__Dataset excerpts__.
+---+
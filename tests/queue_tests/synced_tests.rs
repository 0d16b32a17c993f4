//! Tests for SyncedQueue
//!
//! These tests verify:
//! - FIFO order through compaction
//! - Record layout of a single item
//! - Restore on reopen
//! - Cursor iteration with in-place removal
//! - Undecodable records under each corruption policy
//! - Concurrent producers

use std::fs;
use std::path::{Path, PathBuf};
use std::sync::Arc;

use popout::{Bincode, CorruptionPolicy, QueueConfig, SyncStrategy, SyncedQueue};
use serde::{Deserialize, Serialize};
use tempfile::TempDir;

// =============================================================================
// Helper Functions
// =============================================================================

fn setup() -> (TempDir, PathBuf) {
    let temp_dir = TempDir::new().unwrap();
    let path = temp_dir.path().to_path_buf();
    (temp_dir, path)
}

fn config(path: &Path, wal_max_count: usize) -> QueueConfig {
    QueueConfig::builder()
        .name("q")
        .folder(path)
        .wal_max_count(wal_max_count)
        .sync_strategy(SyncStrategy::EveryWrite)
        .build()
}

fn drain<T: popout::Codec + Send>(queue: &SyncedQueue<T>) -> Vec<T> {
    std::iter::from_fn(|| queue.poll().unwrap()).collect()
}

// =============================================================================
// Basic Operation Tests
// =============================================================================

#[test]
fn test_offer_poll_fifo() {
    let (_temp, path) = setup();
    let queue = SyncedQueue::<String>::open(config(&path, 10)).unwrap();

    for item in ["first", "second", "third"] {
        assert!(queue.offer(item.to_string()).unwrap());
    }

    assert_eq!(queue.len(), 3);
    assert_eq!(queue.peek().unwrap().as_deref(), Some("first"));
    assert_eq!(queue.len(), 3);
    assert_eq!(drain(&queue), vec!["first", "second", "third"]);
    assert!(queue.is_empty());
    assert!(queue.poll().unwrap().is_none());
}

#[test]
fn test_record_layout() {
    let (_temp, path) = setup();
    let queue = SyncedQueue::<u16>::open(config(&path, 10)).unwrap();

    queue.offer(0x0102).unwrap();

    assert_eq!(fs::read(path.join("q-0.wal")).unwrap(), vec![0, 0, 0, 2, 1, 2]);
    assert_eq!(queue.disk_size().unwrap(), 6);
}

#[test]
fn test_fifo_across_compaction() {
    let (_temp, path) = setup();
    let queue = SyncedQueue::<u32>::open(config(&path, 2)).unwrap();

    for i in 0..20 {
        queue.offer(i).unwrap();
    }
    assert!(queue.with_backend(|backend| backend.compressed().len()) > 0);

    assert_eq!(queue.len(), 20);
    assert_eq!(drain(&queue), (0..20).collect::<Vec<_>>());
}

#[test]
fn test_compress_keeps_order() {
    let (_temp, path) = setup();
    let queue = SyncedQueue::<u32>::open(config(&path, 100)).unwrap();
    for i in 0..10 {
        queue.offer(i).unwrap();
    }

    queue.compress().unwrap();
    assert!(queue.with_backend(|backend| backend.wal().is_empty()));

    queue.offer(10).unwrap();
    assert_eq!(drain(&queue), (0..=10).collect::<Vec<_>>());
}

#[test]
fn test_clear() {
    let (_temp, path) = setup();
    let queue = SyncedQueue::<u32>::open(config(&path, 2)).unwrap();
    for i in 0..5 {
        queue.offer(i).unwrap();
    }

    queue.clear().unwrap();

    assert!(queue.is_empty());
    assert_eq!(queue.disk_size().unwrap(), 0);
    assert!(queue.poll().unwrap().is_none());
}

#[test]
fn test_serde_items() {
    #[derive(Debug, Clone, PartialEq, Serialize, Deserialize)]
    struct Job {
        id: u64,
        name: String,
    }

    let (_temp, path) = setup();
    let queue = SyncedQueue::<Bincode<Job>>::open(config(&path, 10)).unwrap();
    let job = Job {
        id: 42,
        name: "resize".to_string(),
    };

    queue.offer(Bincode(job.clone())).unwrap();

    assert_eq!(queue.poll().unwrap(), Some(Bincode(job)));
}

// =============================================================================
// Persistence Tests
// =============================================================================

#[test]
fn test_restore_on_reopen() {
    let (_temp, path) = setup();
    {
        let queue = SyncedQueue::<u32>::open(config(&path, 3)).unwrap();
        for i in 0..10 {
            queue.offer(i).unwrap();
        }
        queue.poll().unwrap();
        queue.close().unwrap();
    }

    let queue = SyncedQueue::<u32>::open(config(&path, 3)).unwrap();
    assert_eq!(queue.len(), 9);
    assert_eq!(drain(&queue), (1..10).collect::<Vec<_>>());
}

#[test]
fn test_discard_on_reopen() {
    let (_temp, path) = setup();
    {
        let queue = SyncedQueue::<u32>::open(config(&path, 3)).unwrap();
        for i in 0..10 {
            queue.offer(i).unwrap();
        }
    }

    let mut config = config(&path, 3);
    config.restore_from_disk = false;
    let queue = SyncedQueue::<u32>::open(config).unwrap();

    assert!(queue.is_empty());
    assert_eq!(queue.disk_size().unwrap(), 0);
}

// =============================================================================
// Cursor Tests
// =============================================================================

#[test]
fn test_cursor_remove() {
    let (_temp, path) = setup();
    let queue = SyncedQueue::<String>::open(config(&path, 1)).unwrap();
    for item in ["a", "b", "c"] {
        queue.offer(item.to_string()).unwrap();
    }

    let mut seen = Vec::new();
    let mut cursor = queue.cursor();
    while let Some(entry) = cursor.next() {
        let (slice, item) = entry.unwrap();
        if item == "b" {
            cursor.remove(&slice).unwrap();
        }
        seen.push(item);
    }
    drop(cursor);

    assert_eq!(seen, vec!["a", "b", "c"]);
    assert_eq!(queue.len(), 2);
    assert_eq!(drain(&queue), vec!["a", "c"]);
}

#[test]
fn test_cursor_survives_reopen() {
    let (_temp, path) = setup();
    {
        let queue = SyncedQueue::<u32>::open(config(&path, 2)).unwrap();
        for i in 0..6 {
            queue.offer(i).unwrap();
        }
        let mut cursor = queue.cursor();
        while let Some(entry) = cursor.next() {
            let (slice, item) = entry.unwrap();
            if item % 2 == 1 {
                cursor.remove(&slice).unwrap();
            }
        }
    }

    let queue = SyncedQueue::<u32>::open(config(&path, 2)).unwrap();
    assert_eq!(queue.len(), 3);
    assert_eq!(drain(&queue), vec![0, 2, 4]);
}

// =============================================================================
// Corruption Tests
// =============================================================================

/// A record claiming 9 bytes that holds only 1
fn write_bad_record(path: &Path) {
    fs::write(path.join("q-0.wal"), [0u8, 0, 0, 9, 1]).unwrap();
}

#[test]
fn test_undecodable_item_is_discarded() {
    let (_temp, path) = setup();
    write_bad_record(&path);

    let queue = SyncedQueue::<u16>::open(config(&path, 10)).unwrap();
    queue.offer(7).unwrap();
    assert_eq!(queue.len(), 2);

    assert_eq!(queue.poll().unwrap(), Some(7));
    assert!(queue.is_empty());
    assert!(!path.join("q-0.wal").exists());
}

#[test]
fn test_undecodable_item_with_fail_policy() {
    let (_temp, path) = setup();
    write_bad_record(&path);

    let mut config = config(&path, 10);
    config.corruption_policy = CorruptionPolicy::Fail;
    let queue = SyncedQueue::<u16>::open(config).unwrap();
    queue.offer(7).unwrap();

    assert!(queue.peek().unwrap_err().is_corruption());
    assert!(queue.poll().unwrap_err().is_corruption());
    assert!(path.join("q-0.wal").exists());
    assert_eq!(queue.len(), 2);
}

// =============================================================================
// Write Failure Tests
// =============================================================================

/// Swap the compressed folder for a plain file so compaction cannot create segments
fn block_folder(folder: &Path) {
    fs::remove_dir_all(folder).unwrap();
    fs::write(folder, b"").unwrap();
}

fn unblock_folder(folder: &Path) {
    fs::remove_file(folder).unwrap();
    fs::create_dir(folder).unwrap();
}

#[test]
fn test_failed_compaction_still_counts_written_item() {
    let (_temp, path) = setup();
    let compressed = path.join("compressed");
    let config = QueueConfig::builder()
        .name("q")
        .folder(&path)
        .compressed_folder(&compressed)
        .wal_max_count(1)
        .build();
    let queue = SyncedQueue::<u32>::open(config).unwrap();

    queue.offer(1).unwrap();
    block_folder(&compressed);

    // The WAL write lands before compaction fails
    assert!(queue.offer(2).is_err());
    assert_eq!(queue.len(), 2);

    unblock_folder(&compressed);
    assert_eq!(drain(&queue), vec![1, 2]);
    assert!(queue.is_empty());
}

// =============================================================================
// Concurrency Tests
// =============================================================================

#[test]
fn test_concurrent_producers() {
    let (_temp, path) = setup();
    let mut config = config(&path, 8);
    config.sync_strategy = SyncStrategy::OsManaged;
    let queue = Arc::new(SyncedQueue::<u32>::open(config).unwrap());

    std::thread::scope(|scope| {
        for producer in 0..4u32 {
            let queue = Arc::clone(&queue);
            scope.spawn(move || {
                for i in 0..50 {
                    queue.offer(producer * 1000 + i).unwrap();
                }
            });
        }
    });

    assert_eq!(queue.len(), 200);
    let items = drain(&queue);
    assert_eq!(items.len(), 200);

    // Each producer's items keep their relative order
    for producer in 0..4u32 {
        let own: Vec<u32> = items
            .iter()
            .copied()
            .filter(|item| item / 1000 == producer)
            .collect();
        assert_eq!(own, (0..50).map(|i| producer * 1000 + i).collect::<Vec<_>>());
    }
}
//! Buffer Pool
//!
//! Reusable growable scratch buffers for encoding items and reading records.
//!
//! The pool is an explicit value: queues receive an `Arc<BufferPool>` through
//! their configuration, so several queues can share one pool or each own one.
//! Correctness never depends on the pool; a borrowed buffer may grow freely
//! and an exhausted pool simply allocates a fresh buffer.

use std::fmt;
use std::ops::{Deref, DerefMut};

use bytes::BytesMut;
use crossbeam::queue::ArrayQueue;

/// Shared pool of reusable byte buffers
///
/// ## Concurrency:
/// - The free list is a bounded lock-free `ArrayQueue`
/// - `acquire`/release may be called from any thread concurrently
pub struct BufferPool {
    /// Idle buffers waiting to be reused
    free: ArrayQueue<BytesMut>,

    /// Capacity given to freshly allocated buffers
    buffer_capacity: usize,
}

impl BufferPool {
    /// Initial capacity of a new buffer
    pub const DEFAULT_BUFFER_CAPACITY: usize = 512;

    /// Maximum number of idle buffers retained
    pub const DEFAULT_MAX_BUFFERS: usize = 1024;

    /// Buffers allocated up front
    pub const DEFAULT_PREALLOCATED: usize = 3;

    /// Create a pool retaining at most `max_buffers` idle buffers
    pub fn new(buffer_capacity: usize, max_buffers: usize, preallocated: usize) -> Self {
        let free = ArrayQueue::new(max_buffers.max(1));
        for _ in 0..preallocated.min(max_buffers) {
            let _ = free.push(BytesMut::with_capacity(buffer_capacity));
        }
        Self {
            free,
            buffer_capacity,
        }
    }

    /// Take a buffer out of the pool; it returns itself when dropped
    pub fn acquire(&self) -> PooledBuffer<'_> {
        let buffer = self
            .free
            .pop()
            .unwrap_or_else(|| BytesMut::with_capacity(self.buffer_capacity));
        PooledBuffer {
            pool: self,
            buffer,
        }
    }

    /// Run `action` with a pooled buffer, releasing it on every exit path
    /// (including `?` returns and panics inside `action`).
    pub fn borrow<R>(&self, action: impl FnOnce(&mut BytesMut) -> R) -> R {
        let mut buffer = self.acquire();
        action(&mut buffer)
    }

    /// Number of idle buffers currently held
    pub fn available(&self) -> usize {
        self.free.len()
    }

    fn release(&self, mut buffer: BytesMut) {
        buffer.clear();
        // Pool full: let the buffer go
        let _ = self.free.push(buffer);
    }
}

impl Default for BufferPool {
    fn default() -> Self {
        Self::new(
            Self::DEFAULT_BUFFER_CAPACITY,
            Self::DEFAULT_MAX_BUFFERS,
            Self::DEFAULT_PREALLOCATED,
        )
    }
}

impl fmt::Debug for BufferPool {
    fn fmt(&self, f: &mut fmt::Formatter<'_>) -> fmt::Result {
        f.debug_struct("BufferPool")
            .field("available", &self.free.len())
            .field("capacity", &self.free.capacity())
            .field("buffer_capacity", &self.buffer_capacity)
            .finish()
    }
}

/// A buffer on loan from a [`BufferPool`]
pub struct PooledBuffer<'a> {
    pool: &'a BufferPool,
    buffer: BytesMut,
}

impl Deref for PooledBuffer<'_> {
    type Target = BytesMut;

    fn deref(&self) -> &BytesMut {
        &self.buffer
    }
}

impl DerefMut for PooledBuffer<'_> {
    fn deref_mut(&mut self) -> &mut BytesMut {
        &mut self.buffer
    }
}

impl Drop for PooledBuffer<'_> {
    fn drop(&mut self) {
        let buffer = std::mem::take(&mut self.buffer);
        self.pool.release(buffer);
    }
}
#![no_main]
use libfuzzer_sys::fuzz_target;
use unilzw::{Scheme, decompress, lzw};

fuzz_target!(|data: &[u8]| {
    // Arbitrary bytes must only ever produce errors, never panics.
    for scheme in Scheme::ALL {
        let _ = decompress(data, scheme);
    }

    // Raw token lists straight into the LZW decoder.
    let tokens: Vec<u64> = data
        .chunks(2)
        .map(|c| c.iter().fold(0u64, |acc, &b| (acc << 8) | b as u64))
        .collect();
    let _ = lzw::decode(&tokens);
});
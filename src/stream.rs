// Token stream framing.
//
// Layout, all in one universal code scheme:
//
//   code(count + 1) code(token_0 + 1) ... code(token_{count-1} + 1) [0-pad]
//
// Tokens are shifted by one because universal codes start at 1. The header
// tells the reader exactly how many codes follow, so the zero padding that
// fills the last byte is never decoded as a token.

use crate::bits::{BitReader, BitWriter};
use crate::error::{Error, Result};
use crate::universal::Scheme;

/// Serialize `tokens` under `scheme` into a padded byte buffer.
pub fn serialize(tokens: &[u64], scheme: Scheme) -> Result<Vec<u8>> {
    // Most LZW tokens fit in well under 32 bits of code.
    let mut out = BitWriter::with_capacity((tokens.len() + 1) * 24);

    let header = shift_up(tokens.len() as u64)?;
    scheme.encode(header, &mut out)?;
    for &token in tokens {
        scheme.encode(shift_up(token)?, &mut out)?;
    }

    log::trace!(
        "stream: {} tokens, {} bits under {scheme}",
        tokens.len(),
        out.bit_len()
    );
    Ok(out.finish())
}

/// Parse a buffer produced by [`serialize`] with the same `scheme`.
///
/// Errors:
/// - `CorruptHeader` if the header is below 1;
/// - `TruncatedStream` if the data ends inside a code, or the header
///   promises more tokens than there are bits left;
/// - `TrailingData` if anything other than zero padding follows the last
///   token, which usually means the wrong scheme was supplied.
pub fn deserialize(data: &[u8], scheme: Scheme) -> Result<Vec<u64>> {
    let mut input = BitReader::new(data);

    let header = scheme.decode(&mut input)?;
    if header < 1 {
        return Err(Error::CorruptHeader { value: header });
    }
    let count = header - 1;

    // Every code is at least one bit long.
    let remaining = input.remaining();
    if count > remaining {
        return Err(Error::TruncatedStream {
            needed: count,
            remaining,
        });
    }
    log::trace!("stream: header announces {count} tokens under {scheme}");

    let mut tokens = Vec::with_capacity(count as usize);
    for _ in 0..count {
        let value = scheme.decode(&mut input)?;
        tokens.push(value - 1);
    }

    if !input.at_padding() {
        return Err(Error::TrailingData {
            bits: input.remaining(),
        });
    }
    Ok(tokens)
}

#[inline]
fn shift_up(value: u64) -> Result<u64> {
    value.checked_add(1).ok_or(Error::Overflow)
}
+---+
__What you are asked to do__.
If a line above contains the string "TrailingData", count it, then give the total and nothing else.

__Exercise output__.
2